Monday, May 21st, 2012

This is not the way I thought it would be
The light at the end of the tunnel
Is not as bright as the stories said
It is barely visible from the Unreal City
The path is dusty and the doors lie
On rusted hinges swaying in the wind
The wind funnels down this dark corridor
Screaming through the cracks under the doors
Breathing life into those who are stuck behind its bars
Who didn’t or couldn’t quite make it there
Trapped with iron grips on cold prison walls
Clinging with the fervor of rage
Embittered to the roots of their soul
Screaming back at the wind
With tortured shrieks of terrors unknown
As the breeze whispers into their ears
Taunting melodies of the songs sung
At the end, behind that backlit door
That will remain just faints murmurs
Of a world hidden from them
By the darks gates of the city they built around them
As they watch with sunken and darkened eyes
From the prisons that they sealed themselves in
Watching the slow progression of shadows
Drawn like moths to the light
That seems to grow dimmer at every passing moment
Monsters pace in these dark rooms
Consuming the light at every moment that door is opened
Leaving no light for those who need it
To guide their passage down this dark corridor
The way is lost but we find ourselves not in a dark wood
But a desolate earth
Where the monsters roam not behind closed doors
But in the light for all to see
The light is gone and we must find the way back
There is no Virgil here, no Beatrice to lend a hand
Just the blind hands that reach out for light
Not knowing what it looks like or how it feels
We are lost, I am lost
Listening to the screams in the wind
Trying to sift out the song that may not be for me
But is so close I can taste it
The door is left unlocked
And this unreal city is not home to me
I promise
This dust will not be all that is left of me


Annular Eclipse

Sunday, May 20th, 2012

This evening around 6:30 there was a rare annular eclipse of the Sun which was visible in Northern California.
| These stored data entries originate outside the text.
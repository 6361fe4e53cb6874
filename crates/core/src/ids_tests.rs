// SPDX-License-Identifier: BUSL-1.1
// Copyright (c) 2026 Alfred Jean LLC

use super::*;
use yare::parameterized;

#[test]
fn generated_ids_carry_prefix() {
    let exe = ExecutionId::new();
    assert!(exe.as_str().starts_with("exe-"));
    assert_eq!(exe.as_str().len(), 4 + 16);

    let sub = SubscriptionId::new();
    assert!(sub.as_str().starts_with("sub-"));

    let cli = ClientId::new();
    assert!(cli.as_str().starts_with("cli-"));
}

#[test]
fn generated_ids_are_unique() {
    let a = ExecutionId::new();
    let b = ExecutionId::new();
    assert_ne!(a, b);
}

#[test]
fn id_serde_is_transparent() {
    let id = SubscriptionId::from_string("sub-abc");
    let json = serde_json::to_string(&id).unwrap();
    assert_eq!(json, "\"sub-abc\"");
    let back: SubscriptionId = serde_json::from_str(&json).unwrap();
    assert_eq!(back, id);
}

#[parameterized(
    simple = { "hello" },
    dotted = { "com.example.app" },
    dashed = { "my-app_01" },
)]
fn app_id_accepts(id: &str) {
    assert!(AppId::parse(id).is_ok());
}

#[parameterized(
    empty = { "" },
    slash = { "a/b" },
    space = { "a b" },
    unicode = { "appé" },
)]
fn app_id_rejects(id: &str) {
    assert!(AppId::parse(id).is_err());
}

#[test]
fn app_id_rejects_overlong() {
    let id = "a".repeat(129);
    assert!(AppId::parse(&id).is_err());
    let id = "a".repeat(128);
    assert!(AppId::parse(&id).is_ok());
}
According to Professor Marcy at UC Berkeley an annular eclipse is “when the Sun, Moon, and Earth are lined up, but the Moon is farther than average from Earth, so it looks a bit too small to fully cover the Sun. Thus, if you are at one of the right places, the Sun will form a ring, or annulus, around the Moon. It’s a special, fun form of a partial solar eclipse.”
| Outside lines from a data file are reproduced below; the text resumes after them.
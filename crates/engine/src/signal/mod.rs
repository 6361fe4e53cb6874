// SPDX-License-Identifier: BUSL-1.1
// Copyright (c) 2026 Alfred Jean LLC

//! Signal gateway: validated pass-through to the vehicle signal broker.
//!
//! Every path is checked against the schema before anything reaches the
//! broker. While the broker is away the gateway serves cached values marked
//! stale and reports a degraded runtime status; on reconnect it re-issues
//! every active subscription.

mod broker;
mod schema;

pub use broker::{BrokerEvent, BrokerTransport, FakeBroker, WsBroker};
pub use schema::{LeafMeta, SchemaNode, SignalSchema};

use std::collections::BTreeMap;
use std::sync::Arc;

use chrono::{DateTime, Utc};
use parking_lot::Mutex;
use sdv_core::{ClientId, Event, RuntimeError, SubscriptionId};
use serde_json::Value;
use thiserror::Error;
use tokio::sync::mpsc;
use tokio_util::sync::CancellationToken;

/// Gateway errors
#[derive(Debug, Error)]
pub enum GatewayError {
    #[error("unknown signal path: {0}")]
    UnknownPath(String),

    #[error("not a signal leaf: {0}")]
    NotALeaf(String),

    #[error("value out of range: {0}")]
    OutOfRange(String),

    #[error("signal schema invalid: {0}")]
    SchemaInvalid(String),

    #[error("subscription {0} not found")]
    SubscriptionNotFound(String),

    #[error("broker unavailable: {0}")]
    BrokerUnavailable(String),

    #[error("broker rejected request: {0}")]
    BrokerRejected(String),

    #[error("IO error: {0}")]
    Io(#[from] std::io::Error),
}

impl From<GatewayError> for RuntimeError {
    fn from(err: GatewayError) -> Self {
        match err {
            GatewayError::UnknownPath(p) => {
                RuntimeError::Validation(format!("unknown signal path {p}"))
            }
            GatewayError::NotALeaf(p) => {
                RuntimeError::Validation(format!("{p} is not a signal leaf"))
            }
            GatewayError::OutOfRange(m) => RuntimeError::Validation(m),
            GatewayError::SchemaInvalid(m) => RuntimeError::Fatal(m),
            GatewayError::SubscriptionNotFound(id) => {
                RuntimeError::NotFound(format!("subscription {id}"))
            }
            GatewayError::BrokerUnavailable(m) => RuntimeError::Transient(m),
            GatewayError::BrokerRejected(m) => RuntimeError::Engine(m),
            GatewayError::Io(e) => RuntimeError::Transient(e.to_string()),
        }
    }
}

/// One active subscription's bookkeeping.
#[derive(Debug, Clone)]
pub struct SignalSubscription {
    pub subscription_id: SubscriptionId,
    pub paths: Vec<String>,
    pub origin_client: ClientId,
    pub created_at: DateTime<Utc>,
    pub active: bool,
}

struct CacheEntry {
    value: Value,
    stale: bool,
}

struct GatewayInner {
    schema: SignalSchema,
    broker: Arc<dyn BrokerTransport>,
    subscriptions: Mutex<BTreeMap<SubscriptionId, SignalSubscription>>,
    cache: Mutex<BTreeMap<String, CacheEntry>>,
    event_tx: mpsc::Sender<Event>,
    /// Taken by `run`; created at construction so no broker event published
    /// before the pump starts is lost.
    broker_events: Mutex<Option<tokio::sync::broadcast::Receiver<BrokerEvent>>>,
}

/// The gateway. Cheap to clone.
#[derive(Clone)]
pub struct SignalGateway {
    inner: Arc<GatewayInner>,
}

impl SignalGateway {
    pub fn new(
        schema: SignalSchema,
        broker: Arc<dyn BrokerTransport>,
        event_tx: mpsc::Sender<Event>,
    ) -> Self {
        let broker_events = Mutex::new(Some(broker.events()));
        Self {
            inner: Arc::new(GatewayInner {
                schema,
                broker,
                subscriptions: Mutex::new(BTreeMap::new()),
                cache: Mutex::new(BTreeMap::new()),
                event_tx,
                broker_events,
            }),
        }
    }

    pub fn schema(&self) -> &SignalSchema {
        &self.inner.schema
    }

    /// Whether the broker connection is currently up. Drives the `degraded`
    /// runtime status.
    pub fn is_connected(&self) -> bool {
        self.inner.broker.is_connected()
    }

    /// Subscribe a client to a validated set of paths.
    pub async fn subscribe(
        &self,
        client: &ClientId,
        paths: Vec<String>,
    ) -> Result<SubscriptionId, GatewayError> {
        self.inner.schema.validate_all(paths.iter().map(String::as_str))?;
        if let Err(e) = self.inner.broker.subscribe(&paths).await {
            // Buffered-retry policy: bookkeeping survives broker loss, the
            // resubscribe happens on reconnect.
            tracing::warn!(error = %e, "broker subscribe deferred until reconnect");
        }

        let subscription = SignalSubscription {
            subscription_id: SubscriptionId::new(),
            paths,
            origin_client: client.clone(),
            created_at: Utc::now(),
            active: true,
        };
        let id = subscription.subscription_id.clone();
        self.inner.subscriptions.lock().insert(id.clone(), subscription);
        Ok(id)
    }

    pub fn unsubscribe(&self, subscription_id: &SubscriptionId) -> Result<(), GatewayError> {
        self.inner
            .subscriptions
            .lock()
            .remove(subscription_id)
            .map(|_| ())
            .ok_or_else(|| GatewayError::SubscriptionNotFound(subscription_id.to_string()))
    }

    /// Drop every subscription belonging to a disconnecting client.
    pub fn drop_client(&self, client: &ClientId) -> usize {
        let mut subscriptions = self.inner.subscriptions.lock();
        let before = subscriptions.len();
        subscriptions.retain(|_, s| &s.origin_client != client);
        before - subscriptions.len()
    }

    pub fn list_subscriptions(&self) -> Vec<SignalSubscription> {
        self.inner.subscriptions.lock().values().cloned().collect()
    }

    /// Read current values. Falls back to the stale cache when the broker is
    /// away; `stale` reports which mode served the read.
    pub async fn get(
        &self,
        paths: &[String],
    ) -> Result<(BTreeMap<String, Value>, bool), GatewayError> {
        self.inner.schema.validate_all(paths.iter().map(String::as_str))?;

        match self.inner.broker.get(paths).await {
            Ok(values) => {
                let mut cache = self.inner.cache.lock();
                for (path, value) in &values {
                    cache.insert(
                        path.clone(),
                        CacheEntry { value: value.clone(), stale: false },
                    );
                }
                Ok((values, false))
            }
            Err(GatewayError::BrokerUnavailable(reason)) => {
                tracing::debug!(%reason, "serving cached signal values");
                let cache = self.inner.cache.lock();
                let values: BTreeMap<String, Value> = paths
                    .iter()
                    .filter_map(|p| cache.get(p).map(|e| (p.clone(), e.value.clone())))
                    .collect();
                Ok((values, true))
            }
            Err(e) => Err(e),
        }
    }

    /// Write validated values through to the broker.
    pub async fn set(&self, updates: &BTreeMap<String, Value>) -> Result<(), GatewayError> {
        for (path, value) in updates {
            self.inner.schema.validate_value(path, value)?;
        }
        self.inner.broker.set(updates).await
    }

    /// Pump broker events: cache maintenance, resubscription, and fan-out.
    /// Owned by the runtime root; ends on cancellation.
    pub async fn run(&self, cancel: CancellationToken) {
        let mut events = match self.inner.broker_events.lock().take() {
            Some(events) => events,
            None => self.inner.broker.events(),
        };
        loop {
            tokio::select! {
                _ = cancel.cancelled() => break,
                event = events.recv() => match event {
                    Ok(BrokerEvent::Updates(updates)) => {
                        {
                            let mut cache = self.inner.cache.lock();
                            for (path, value) in &updates {
                                cache.insert(
                                    path.clone(),
                                    CacheEntry { value: value.clone(), stale: false },
                                );
                            }
                        }
                        let _ = self
                            .inner
                            .event_tx
                            .send(Event::SignalsUpdated { updates })
                            .await;
                    }
                    Ok(BrokerEvent::Connected) => {
                        let _ = self
                            .inner
                            .event_tx
                            .send(Event::BrokerConnection { connected: true })
                            .await;
                        self.resubscribe_all().await;
                    }
                    Ok(BrokerEvent::Disconnected) => {
                        self.inner.cache.lock().values_mut().for_each(|e| e.stale = true);
                        let _ = self
                            .inner
                            .event_tx
                            .send(Event::BrokerConnection { connected: false })
                            .await;
                    }
                    Err(tokio::sync::broadcast::error::RecvError::Lagged(skipped)) => {
                        tracing::warn!(skipped, "gateway lagged behind broker events");
                    }
                    Err(tokio::sync::broadcast::error::RecvError::Closed) => break,
                }
            }
        }
    }

    async fn resubscribe_all(&self) {
        let paths: Vec<String> = {
            let subscriptions = self.inner.subscriptions.lock();
            let mut paths: Vec<String> = subscriptions
                .values()
                .filter(|s| s.active)
                .flat_map(|s| s.paths.iter().cloned())
                .collect();
            paths.sort();
            paths.dedup();
            paths
        };
        if paths.is_empty() {
            return;
        }
        if let Err(e) = self.inner.broker.subscribe(&paths).await {
            tracing::warn!(error = %e, "resubscribe after reconnect failed");
        } else {
            tracing::info!(count = paths.len(), "re-established signal subscriptions");
        }
    }
}

#[cfg(test)]
#[path = "signal_tests.rs"]
mod tests;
So naturally, living in Northern California, I ran outside with my camera and some filters to use that would allow my camera to capture this astronomical event. Sadly I only caught the tail end of it but the results where still intriguing. The odd colors of the photos are not naturally emitted colors from the sun but simply the colors of the filters I used, disappointing I know.
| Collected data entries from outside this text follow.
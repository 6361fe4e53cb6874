// SPDX-License-Identifier: BUSL-1.1
// Copyright (c) 2026 Alfred Jean LLC

//! Log line persistence with strictly monotone per-app sequences.
//!
//! Sequences come from `log_cursors`, not `MAX(seq)+1`, so pruning can
//! delete old rows without ever reusing a number.

use chrono::{DateTime, Utc};
use sdv_core::{AppId, LogLine, LogStreamKind};

use crate::rows;
use crate::{Store, StoreError};

/// Options for [`Store::read_logs`].
#[derive(Debug, Clone, Default)]
pub struct LogQuery {
    /// Only lines with `seq > since_seq`.
    pub since_seq: Option<u64>,
    /// Newest-N cap; the returned order is still ascending.
    pub limit: Option<usize>,
    pub stream: Option<LogStreamKind>,
}

impl Store {
    /// Append one line, returning its sequence number.
    pub fn append_log(
        &self,
        app_id: &AppId,
        stream: LogStreamKind,
        content: &str,
        timestamp: DateTime<Utc>,
    ) -> Result<u64, StoreError> {
        let content = sdv_core::clamp_log_content(content);
        let mut conn = self.conn.lock();
        let tx = conn.transaction()?;

        let seq: i64 = tx
            .query_row(
                "SELECT next_seq FROM log_cursors WHERE app_id = ?1",
                [app_id.as_str()],
                |row| row.get(0),
            )
            .or_else(|e| match e {
                rusqlite::Error::QueryReturnedNoRows => {
                    Err(StoreError::NotFound(app_id.to_string()))
                }
                other => Err(StoreError::Sqlite(other)),
            })?;

        tx.execute(
            "INSERT INTO log_lines (app_id, seq, timestamp, stream, content) \
             VALUES (?1, ?2, ?3, ?4, ?5)",
            rusqlite::params![
                app_id.as_str(),
                seq,
                rows::ts_to_sql(timestamp),
                stream.as_str(),
                content,
            ],
        )?;
        tx.execute(
            "UPDATE log_cursors SET next_seq = ?2 WHERE app_id = ?1",
            rusqlite::params![app_id.as_str(), seq + 1],
        )?;

        tx.commit()?;
        Ok(seq.max(0) as u64)
    }

    /// The sequence the next appended line will receive.
    pub fn next_log_seq(&self, app_id: &AppId) -> Result<u64, StoreError> {
        let conn = self.conn.lock();
        let seq: i64 = conn
            .query_row(
                "SELECT next_seq FROM log_cursors WHERE app_id = ?1",
                [app_id.as_str()],
                |row| row.get(0),
            )
            .or_else(|e| match e {
                rusqlite::Error::QueryReturnedNoRows => {
                    Err(StoreError::NotFound(app_id.to_string()))
                }
                other => Err(StoreError::Sqlite(other)),
            })?;
        Ok(seq.max(1) as u64)
    }

    /// Write pre-sequenced lines in one transaction (log hub coalescing).
    ///
    /// Lines whose application disappeared since they were queued are
    /// silently skipped. Cursors advance to one past the highest written
    /// sequence.
    pub fn append_log_batch(&self, lines: &[LogLine]) -> Result<usize, StoreError> {
        if lines.is_empty() {
            return Ok(0);
        }
        let mut conn = self.conn.lock();
        let tx = conn.transaction()?;
        let mut written = 0usize;

        for line in lines {
            let known: bool = tx
                .query_row(
                    "SELECT 1 FROM log_cursors WHERE app_id = ?1",
                    [line.app_id.as_str()],
                    |_| Ok(()),
                )
                .map(|_| true)
                .or_else(|e| match e {
                    rusqlite::Error::QueryReturnedNoRows => Ok(false),
                    other => Err(other),
                })?;
            if !known {
                continue;
            }
            tx.execute(
                "INSERT OR IGNORE INTO log_lines (app_id, seq, timestamp, stream, content) \
                 VALUES (?1, ?2, ?3, ?4, ?5)",
                rusqlite::params![
                    line.app_id.as_str(),
                    line.seq as i64,
                    rows::ts_to_sql(line.timestamp),
                    line.stream.as_str(),
                    sdv_core::clamp_log_content(&line.content),
                ],
            )?;
            tx.execute(
                "UPDATE log_cursors SET next_seq = MAX(next_seq, ?2) WHERE app_id = ?1",
                rusqlite::params![line.app_id.as_str(), line.seq as i64 + 1],
            )?;
            written += 1;
        }

        tx.commit()?;
        Ok(written)
    }

    /// Read lines in ascending sequence order.
    pub fn read_logs(&self, app_id: &AppId, query: &LogQuery) -> Result<Vec<LogLine>, StoreError> {
        let conn = self.conn.lock();
        let mut sql = String::from(
            "SELECT app_id, seq, timestamp, stream, content FROM log_lines WHERE app_id = ?",
        );
        let mut params: Vec<Box<dyn rusqlite::ToSql>> =
            vec![Box::new(app_id.as_str().to_string())];

        if let Some(since) = query.since_seq {
            sql.push_str(" AND seq > ?");
            params.push(Box::new(since as i64));
        }
        if let Some(stream) = query.stream {
            sql.push_str(" AND stream = ?");
            params.push(Box::new(stream.as_str().to_string()));
        }
        // Newest-N: take descending then reverse, so `limit` means "the most
        // recent lines" like every log viewer expects.
        sql.push_str(" ORDER BY seq DESC");
        if let Some(limit) = query.limit {
            sql.push_str(" LIMIT ?");
            params.push(Box::new(limit as i64));
        }

        let mut stmt = conn.prepare(&sql)?;
        let param_refs: Vec<&dyn rusqlite::ToSql> = params.iter().map(|p| p.as_ref()).collect();
        let mut rows_iter = stmt.query(param_refs.as_slice())?;
        let mut lines = Vec::new();
        while let Some(row) = rows_iter.next()? {
            let app_id: String = row.get(0)?;
            let seq: i64 = row.get(1)?;
            let timestamp: String = row.get(2)?;
            let stream: String = row.get(3)?;
            lines.push(LogLine {
                app_id: rows::app_id_from_sql(&app_id)?,
                seq: seq.max(0) as u64,
                timestamp: rows::ts_from_sql(&timestamp)?,
                stream: stream.parse().map_err(StoreError::Corrupt)?,
                content: row.get(4)?,
            });
        }
        lines.reverse();
        Ok(lines)
    }

    /// Drop oldest lines beyond `keep_lines` or `keep_bytes` of content.
    /// Sequence numbers of surviving lines are untouched.
    pub fn prune_logs(
        &self,
        app_id: &AppId,
        keep_lines: usize,
        keep_bytes: u64,
    ) -> Result<usize, StoreError> {
        let mut conn = self.conn.lock();
        let tx = conn.transaction()?;

        // Walk newest-first accumulating bytes; everything past either cap
        // goes.
        let cutoff: Option<i64> = {
            let mut stmt = tx.prepare(
                "SELECT seq, LENGTH(content) FROM log_lines WHERE app_id = ?1 \
                 ORDER BY seq DESC",
            )?;
            let mut rows_iter = stmt.query([app_id.as_str()])?;
            let mut kept = 0usize;
            let mut bytes = 0u64;
            let mut cutoff = None;
            while let Some(row) = rows_iter.next()? {
                let seq: i64 = row.get(0)?;
                let len: i64 = row.get(1)?;
                kept += 1;
                bytes = bytes.saturating_add(len.max(0) as u64);
                if kept > keep_lines || bytes > keep_bytes {
                    cutoff = Some(seq);
                    break;
                }
            }
            cutoff
        };

        let deleted = match cutoff {
            Some(seq) => tx.execute(
                "DELETE FROM log_lines WHERE app_id = ?1 AND seq <= ?2",
                rusqlite::params![app_id.as_str(), seq],
            )?,
            None => 0,
        };

        tx.commit()?;
        Ok(deleted)
    }
}

#[cfg(test)]
#[path = "logs_tests.rs"]
mod tests;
Oh and to those wondering: no I did not look right at the eclipse. I switched the view finder on my camera to the screen and then just held up the camera and took these shots.

The filter also caused some interesting bokken like effects causing multiple images of the eclipse to be displayed.

I want to give another thanks to Professor Marcy for the heads up about this great event and the great information about it as well.